Aquelas crianças em fuga do massacre dos califas negros. Mães em busca dos pequenos dispersos no caos. E pessoas que morrem de sede nas montanhas de rochas e areia.
A água chega com um paraquedas do bondoso norte-americano. Os seus olhos perdidos nos olham do Iraque todas as noites na TV. Olham-nos as crianças de Gaza e as crianças sírias acampadas dentro de tendas quentes. E os menores que desembarcam como pacotes em Ragusa, onde o ex-ministro La Russa protesta porque foram acomodados em um edifício que “institucionaliza a acolhida”: fere os bolsos dos italianos e faz mal (na sua opinião) especialmente para as crianças… Pior do que isso, o que poderia acontecer com os pequenos náufragos à deriva, sem mães e pais desaparecidos sabe-se lá onde?
Nos últimos anos, 50 milhões de pessoas deixaram 30 países incendiados por guerras, fome, fanatismos. As agências da ONU improvisam escolas onde as crianças aprendem alguma coisa, precisamente alguma coisa, entre deslocamentos e novas fugas.
Em alguns anos, não sabemos como nossos filhos farão para organizar negócios e cruzar comércios com a outra metade do mundo que cresceu assim. Tínhamos rebatizado o século XX como dos refugiados, sem imaginar a catástrofe do novo século.
Na crônica dos destroços cotidianos, voltam os fantoches de sempre: mísseis de presente dos aiatolás devotos de Teerã aos integralistas do Hamas; de Moscou a Damasco, bombas, aviões e venenos a se dissolver no ar, enquanto Washington transforma Israel na quarta ou quinta potência militar do mundo, e Erdogan, sultão turco, come os dedos por ter armado os jihadistas dos massacres, na ilusão de derrubar Assad da Síria, sempre ali com Putin às costas.
Violências de hoje que todos os filhos – não importa se fugitivos ou brincando de férias –, todos, pagarão amanhã. Porém, ninguém renuncia à esperança. Nos dias do desespero, lembro-me, há três anos, do relato de Margarethe Von Trotta enquanto filmava Die bleierne Zeit, filme que nunca chegou à Itália: os pesadelos de uma menina da Berlim nazista à Berlim ano zero.
“Do lado de fora, guerra e ruínas, pouco para comer, trapos para vestir. Janelas sem vidros, paredes cobertas de mofo. Para se aquecer, eu dormia abraçada à mãe. Mudamos muitas vezes de casa, puxando o carrinho de uma estrada para a outra.”

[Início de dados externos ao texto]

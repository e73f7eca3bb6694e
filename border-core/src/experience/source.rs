//! A stream of n-step transitions generated from a pool of environments.
use super::{NStepProcessor, NStepProcessorConfig, Transition};
use crate::{error::BorderError, Env, Policy};
use anyhow::{Context, Result};
use log::trace;
use std::collections::VecDeque;

/// Generates n-step [`Transition`]s by running a [`Policy`] on a pool of environments.
///
/// At every interaction, the policy samples actions for the current observations of all
/// environments at once, and each environment advances by one step. Each environment is
/// reset independently when its episode ends. Transitions are produced lazily through the
/// [`Iterator`] implementation, which yields an error if an environment fails.
///
/// Total rewards of finished episodes are kept until [`ExperienceSource::pop_total_rewards`]
/// is called.
pub struct ExperienceSource<E: Env, P: Policy<E>> {
    envs: Vec<E>,
    processors: Vec<NStepProcessor<E>>,

    /// Current observation of each environment.
    obs: Vec<E::Obs>,

    policy: P,

    /// Transitions completed but not yet yielded.
    ready: VecDeque<Transition<E::Obs>>,

    /// Total rewards of episodes finished since the last call of `pop_total_rewards()`.
    total_rewards: Vec<f32>,

    env_steps: usize,
}

impl<E: Env, P: Policy<E>> ExperienceSource<E, P> {
    /// Creates an experience source and resets all the environments.
    pub fn new(mut envs: Vec<E>, policy: P, config: &NStepProcessorConfig) -> Result<Self> {
        if envs.is_empty() {
            anyhow::bail!("ExperienceSource requires at least one environment");
        }

        let mut processors = Vec::with_capacity(envs.len());
        let mut obs = Vec::with_capacity(envs.len());
        for env in envs.iter_mut() {
            let init_obs = env.reset()?;
            let mut processor = NStepProcessor::build(config)?;
            processor.reset(init_obs.clone());
            processors.push(processor);
            obs.push(init_obs);
        }

        Ok(Self {
            envs,
            processors,
            obs,
            policy,
            ready: VecDeque::new(),
            total_rewards: vec![],
            env_steps: 0,
        })
    }

    /// Returns the total rewards of the episodes finished since the last call.
    ///
    /// The returned vector is empty if no episode has finished in the meantime.
    pub fn pop_total_rewards(&mut self) -> Vec<f32> {
        std::mem::take(&mut self.total_rewards)
    }

    /// Returns the number of environment steps taken so far, summed over the environments.
    pub fn env_steps(&self) -> usize {
        self.env_steps
    }

    /// Advances all environments by one step.
    fn step_envs(&mut self) -> Result<()> {
        let acts = self.policy.sample(&self.obs)?;
        if acts.len() != self.envs.len() {
            return Err(BorderError::ActionCountMismatch {
                expected: self.envs.len(),
                actual: acts.len(),
            }
            .into());
        }

        for (ix, act) in acts.into_iter().enumerate() {
            let env = &mut self.envs[ix];
            let step = env
                .step(act)
                .with_context(|| format!("Failed to step environment {}", ix))?;
            let is_done = step.is_done();
            let next_obs = match is_done {
                true => env
                    .reset()
                    .with_context(|| format!("Failed to reset environment {}", ix))?,
                false => step.obs.clone(),
            };

            let processor = &mut self.processors[ix];
            let (transitions, episode_reward) = processor.process(step)?;
            self.ready.extend(transitions);

            if let Some(r) = episode_reward {
                trace!("Episode finished in environment {}, total reward = {}", ix, r);
                self.total_rewards.push(r);
                processor.reset(next_obs.clone());
            }
            self.obs[ix] = next_obs;
        }
        self.env_steps += self.envs.len();

        Ok(())
    }
}

impl<E: Env, P: Policy<E>> Iterator for ExperienceSource<E, P> {
    type Item = Result<Transition<E::Obs>>;

    fn next(&mut self) -> Option<Self::Item> {
        while self.ready.is_empty() {
            if let Err(e) = self.step_envs() {
                return Some(Err(e));
            }
        }
        self.ready.pop_front().map(Ok)
    }
}

#[cfg(test)]
mod test {
    use super::*;
    use crate::{
        dummy::{ConstantPolicy, ScriptedEnv, ScriptedEnvConfig},
        Obs,
    };

    fn source(
        rewards: Vec<f32>,
        n_envs: usize,
        fail_at_step: Option<usize>,
    ) -> Result<ExperienceSource<ScriptedEnv, ConstantPolicy>> {
        let mut env_config = ScriptedEnvConfig::default().episode_rewards(rewards);
        env_config.fail_at_step = fail_at_step;
        let envs = (0..n_envs)
            .map(|i| ScriptedEnv::build(&env_config, i as i64))
            .collect::<Result<Vec<_>>>()?;
        ExperienceSource::new(envs, ConstantPolicy(1), &NStepProcessorConfig::default())
    }

    #[test]
    fn test_pop_total_rewards_is_drained() -> Result<()> {
        let mut source = source(vec![1.0, 1.0], 3, None)?;

        // Two steps finish one episode in each of the three environments
        let transitions = source.by_ref().take(6).collect::<Result<Vec<_>>>()?;
        assert_eq!(transitions.len(), 6);
        assert_eq!(source.pop_total_rewards(), vec![2.0, 2.0, 2.0]);
        assert!(source.pop_total_rewards().is_empty());
        assert_eq!(source.env_steps(), 6);

        Ok(())
    }

    #[test]
    fn test_environments_restart_independently() -> Result<()> {
        let mut source = source(vec![0.0, 0.0, 1.0], 2, None)?;
        let transitions = source.by_ref().take(12).collect::<Result<Vec<_>>>()?;

        // Every observation of every episode appears exactly once as a state
        for seed in 0..2 {
            let mut states = transitions
                .iter()
                .filter(|tr| tr.state.as_slice()[1] == seed as f32)
                .map(|tr| tr.state.as_slice()[0] as usize)
                .collect::<Vec<_>>();
            states.sort();
            assert_eq!(states, vec![0, 0, 1, 1, 2, 2]);
        }
        assert!(transitions.iter().all(|tr| tr.action == 1));
        assert_eq!(source.pop_total_rewards().len(), 4);

        Ok(())
    }

    #[test]
    fn test_environment_failure() -> Result<()> {
        let mut source = source(vec![0.0; 10], 1, Some(2))?;
        assert!(source.next().unwrap().is_err());

        Ok(())
    }

    #[test]
    fn test_zero_horizon_is_an_error() -> Result<()> {
        let env_config = ScriptedEnvConfig::default();
        let envs = vec![ScriptedEnv::build(&env_config, 0)?];
        let config = NStepProcessorConfig::default().n_steps(0);
        assert!(ExperienceSource::new(envs, ConstantPolicy(0), &config).is_err());

        Ok(())
    }
}
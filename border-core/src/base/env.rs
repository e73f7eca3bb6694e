//! Environment.
use super::{Obs, Step};
use anyhow::Result;

/// Represents an environment with a discrete action space, typically an MDP.
///
/// An environment is driven by [`Env::reset`] and [`Env::step`]. After a step
/// returning [`Step::is_done`], the caller is responsible for resetting the
/// environment before stepping it again.
pub trait Env {
    /// Configurations.
    type Config: Clone;

    /// Observation of the environment.
    type Obs: Obs;

    /// Builds an environment with a given random seed.
    fn build(config: &Self::Config, seed: i64) -> Result<Self>
    where
        Self: Sized;

    /// Resets the environment and returns the initial observation of a new episode.
    fn reset(&mut self) -> Result<Self::Obs>;

    /// Performs an environment step with the action of the given index.
    fn step(&mut self, act: usize) -> Result<Step<Self>>
    where
        Self: Sized;

    /// Returns the number of discrete actions.
    fn n_actions(&self) -> usize;
}
// Copyright (c) 2023 Huawei Device Co., Ltd.
// Licensed under the Apache License, Version 2.0 (the "License");
// you may not use this file except in compliance with the License.
// You may obtain a copy of the License at
//
//     http://www.apache.org/licenses/LICENSE-2.0
//
// Unless required by applicable law or agreed to in writing, software
// distributed under the License is distributed on an "AS IS" BASIS,
// WITHOUT WARRANTIES OR CONDITIONS OF ANY KIND, either express or implied.
// See the License for the specific language governing permissions and
// limitations under the License.

//! Hex helpers shared by unit tests.

/// Converts a hex string such as `"f1e3c2"` into the bytes it spells out.
/// Returns `None` on odd lengths or non-hex digits.
pub(crate) fn decode(hex: &str) -> Option<Vec<u8>> {
    if hex.len() % 2 != 0 {
        return None;
    }
    hex.as_bytes()
        .chunks(2)
        .map(|pair| {
            core::str::from_utf8(pair)
                .ok()
                .and_then(|digits| u8::from_str_radix(digits, 16).ok())
        })
        .collect()
}
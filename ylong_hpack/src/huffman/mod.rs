// Copyright (c) 2023 Huawei Device Co., Ltd.
// Licensed under the Apache License, Version 2.0 (the "License");
// you may not use this file except in compliance with the License.
// You may obtain a copy of the License at
//
//     http://www.apache.org/licenses/LICENSE-2.0
//
// Unless required by applicable law or agreed to in writing, software
// distributed under the License is distributed on an "AS IS" BASIS,
// WITHOUT WARRANTIES OR CONDITIONS OF ANY KIND, either express or implied.
// See the License for the specific language governing permissions and
// limitations under the License.

//! [Huffman coding] implementation of the HPACK string literals.
//!
//! [Huffman coding]: https://en.wikipedia.org/wiki/Huffman_coding
//!
//! # Huffman code in HPACK
//! There is a table of Huffman code in `RFC7541 Appendix B`. It was generated
//! from statistics obtained on a large sample of HTTP headers. It is a
//! canonical Huffman code with 257 symbols (every octet plus `EOS`) and code
//! lengths from 5 to 30 bits. Both peers must use exactly this table.
//!
//! Encoding concatenates the codes of the input octets and pads the last
//! octet with the most significant bits of `EOS`, which are all `1`.
//! Decoding walks a precomputed state machine 4 bits at a time.

mod consts;

use core::cmp::Ordering;

use consts::{
    HUFFMAN_COMPLETE, HUFFMAN_DECODE, HUFFMAN_EMIT_SYMBOL, HUFFMAN_ENCODE, HUFFMAN_FAIL,
};

use crate::error::{ErrorKind, HpackError};

/// Appends the Huffman coded form of `src` to `dst`, padded to a whole
/// octet. An empty `src` appends nothing.
///
/// # Examples
///
/// ```
/// use ylong_hpack::huffman::huffman_encode;
///
/// let mut dst = Vec::new();
/// huffman_encode(b"no-cache", &mut dst);
/// assert_eq!(dst, [0xa8, 0xeb, 0x10, 0x64, 0x9c, 0xbf]);
/// ```
pub fn huffman_encode(src: &[u8], dst: &mut Vec<u8>) {
    // `state` collects code bits from its most significant end, `unfilled` is
    // the number of low bits still free.
    //
    // `state`:
    // +----------+----------+----------------------------+
    // | Result A | Result B |          Unfilled          |
    // +----------+----------+----------------------------+
    // |<-------------------  64 bits  ------------------->
    //
    // A code longer than `Unfilled` is split: its high part completes `state`,
    // which is flushed, and its low part starts the next `state`.
    let mut state = 0u64;
    let mut unfilled = 64;

    for byte in src.iter() {
        let (nbits, code) = HUFFMAN_ENCODE[*byte as usize];
        match unfilled.cmp(&nbits) {
            Ordering::Greater => {
                state |= code << (unfilled - nbits);
                unfilled -= nbits;
            }
            Ordering::Equal => {
                state |= code;
                dst.extend_from_slice(&state.to_be_bytes());
                state = 0;
                unfilled = 64;
            }
            // Rotating moves the part that fits to the low end and the rest
            // to the high end of `rotate`.
            // `rotate`:
            // +---------+-----------------+----------+
            // | Parts B |                 |  Parts A |
            // +---------+-----------------+----------+
            Ordering::Less => {
                let rotate = code.rotate_right((nbits - unfilled) as u32);
                let mask = u64::MAX >> (64 - unfilled);
                state |= rotate & mask;
                dst.extend_from_slice(&state.to_be_bytes());
                state = rotate & !mask;
                unfilled = 64 - (nbits - unfilled);
            }
        }
    }

    // Pads the last octet with `1` bits and only outputs the octets that hold
    // code bits.
    if unfilled != 64 {
        state |= u64::MAX >> (64 - unfilled);
        let len = (8 - (unfilled >> 3)) as usize;
        dst.extend_from_slice(&state.to_be_bytes()[..len]);
    }
}

/// Gets the number of octets `huffman_encode` produces for `src`.
///
/// Callers compare it with `src.len()` to decide whether a string literal is
/// worth Huffman coding.
pub fn huffman_encoded_len(src: &[u8]) -> usize {
    let bits: u64 = src
        .iter()
        .map(|byte| HUFFMAN_ENCODE[*byte as usize].0)
        .sum();
    ((bits + 7) >> 3) as usize
}

/// Decodes a complete Huffman coded string literal and appends the octets to
/// `dst`.
///
/// # Errors
/// Returns `InvalidHuffmanString` if the input reaches `EOS` or a code that
/// does not exist, and `IncompleteHuffmanString` if it ends inside a code or
/// with padding that is not a prefix of `EOS`.
///
/// On failure `dst` is truncated back to its length on entry, so no partial
/// string is ever left behind.
///
/// # Examples
///
/// ```
/// use ylong_hpack::huffman::huffman_decode;
///
/// let mut dst = Vec::new();
/// huffman_decode(&[0xa8, 0xeb, 0x10, 0x64, 0x9c, 0xbf], &mut dst).unwrap();
/// assert_eq!(dst, b"no-cache");
/// ```
pub fn huffman_decode(src: &[u8], dst: &mut Vec<u8>) -> Result<(), HpackError> {
    // `HUFFMAN_DECODE` is indexed by the current state and the next 4 input
    // bits. Each entry gives the next state, a decoded byte that is valid
    // only if `HUFFMAN_EMIT_SYMBOL` is set, and the flags.
    //
    // The flags of the last transition decide whether the string may end
    // there. An empty string never enters the state machine and is complete.
    let start = dst.len();
    let res = huffman_decode_inner(src, dst, 0, HUFFMAN_COMPLETE)
        .and_then(|(_, flags)| check_complete(flags));
    if res.is_err() {
        dst.truncate(start);
    }
    res
}

fn huffman_decode_inner(
    src: &[u8],
    dst: &mut Vec<u8>,
    state: u8,
    flags: u8,
) -> Result<(u8, u8), HpackError> {
    let (mut state, mut flags) = (state, flags);

    for byte in src.iter() {
        for nibble in [byte >> 4, byte & 0xf] {
            let (next, result, next_flags) = HUFFMAN_DECODE[state as usize][nibble as usize];
            if next_flags & HUFFMAN_FAIL == HUFFMAN_FAIL {
                tracing::debug!(state, nibble, "invalid huffman code");
                return Err(ErrorKind::InvalidHuffmanString.into());
            }
            if next_flags & HUFFMAN_EMIT_SYMBOL == HUFFMAN_EMIT_SYMBOL {
                dst.push(result);
            }
            (state, flags) = (next, next_flags);
        }
    }
    Ok((state, flags))
}

fn check_complete(flags: u8) -> Result<(), HpackError> {
    match flags & HUFFMAN_COMPLETE {
        HUFFMAN_COMPLETE => Ok(()),
        _ => {
            tracing::debug!("huffman string ends inside a code");
            Err(ErrorKind::IncompleteHuffmanString.into())
        }
    }
}

/// Incremental Huffman decoder for string literals that arrive in pieces.
///
/// The state machine position survives between calls to `decode`, so a code
/// may be split at any octet boundary. Only `finish` checks the padding.
///
/// A failed `decode` poisons the decoder: the octets decoded so far are
/// dropped, and every later `decode` or `finish` returns the same error.
///
/// # Examples
///
/// ```
/// use ylong_hpack::huffman::HuffmanDecoder;
///
/// let mut decoder = HuffmanDecoder::new();
/// decoder.decode(&[0xa8, 0xeb, 0x10]).unwrap();
/// decoder.decode(&[0x64, 0x9c, 0xbf]).unwrap();
/// assert_eq!(decoder.finish().unwrap(), b"no-cache");
/// ```
pub struct HuffmanDecoder {
    state: u8,
    flags: u8,
    vec: Vec<u8>,
    failed: Option<HpackError>,
}

impl HuffmanDecoder {
    /// Creates a new, empty `HuffmanDecoder`.
    pub fn new() -> Self {
        Self {
            state: 0,
            flags: HUFFMAN_COMPLETE,
            vec: Vec::new(),
            failed: None,
        }
    }

    /// Feeds the next piece of the coded string.
    pub fn decode(&mut self, src: &[u8]) -> Result<(), HpackError> {
        if let Some(err) = &self.failed {
            return Err(err.clone());
        }
        match huffman_decode_inner(src, &mut self.vec, self.state, self.flags) {
            Ok((state, flags)) => {
                (self.state, self.flags) = (state, flags);
                Ok(())
            }
            Err(err) => {
                self.vec.clear();
                self.failed = Some(err.clone());
                Err(err)
            }
        }
    }

    /// Checks that the input ended on a complete code and returns the octets.
    pub fn finish(self) -> Result<Vec<u8>, HpackError> {
        if let Some(err) = self.failed {
            return Err(err);
        }
        check_complete(self.flags)?;
        Ok(self.vec)
    }
}

impl Default for HuffmanDecoder {
    fn default() -> Self {
        Self::new()
    }
}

Os Von Trotta tinham escapado de Moscou na queda do czar. Reencontraram-se na Polônia, e as tragédias continuaram. História da mãe: amor e o abandono quando estava por nascer a primeira filha, que lhe é impossível arrastar em uma fuga perigosa. Ele a deixa para a adoção e foge. Na velhice, ela recorda como uma obsessão a “pequena perdida”. Margarethe a acaricia imaginando o delírio.
Quando Von Trotta ganhou o Leão de Ouro de Veneza com Anos de chumbo, ela recebeu uma carta de uma estranha mulher que a vira na TV: “A sua mãe se chamava Elisabeth? Vinha de Moscou? Gostaria de falar com você. Acho que sou sua irmã…”. Margarethe sorri, cansaço da celebridade.
Encontro marcado em um café de Wiesbaden, e o coração para. Olhos e cor da mãe, a mesma ingenuidade, a mesma alegria: justamente a irmã que ela não sabia que tinha. Quantas mães e meninas que não se tornarão Von Trotta estão fugindo para o Curdistão ou cavando entre os escombros de Gaza?
Sabe-se lá se reencontrarão a sua história perdida.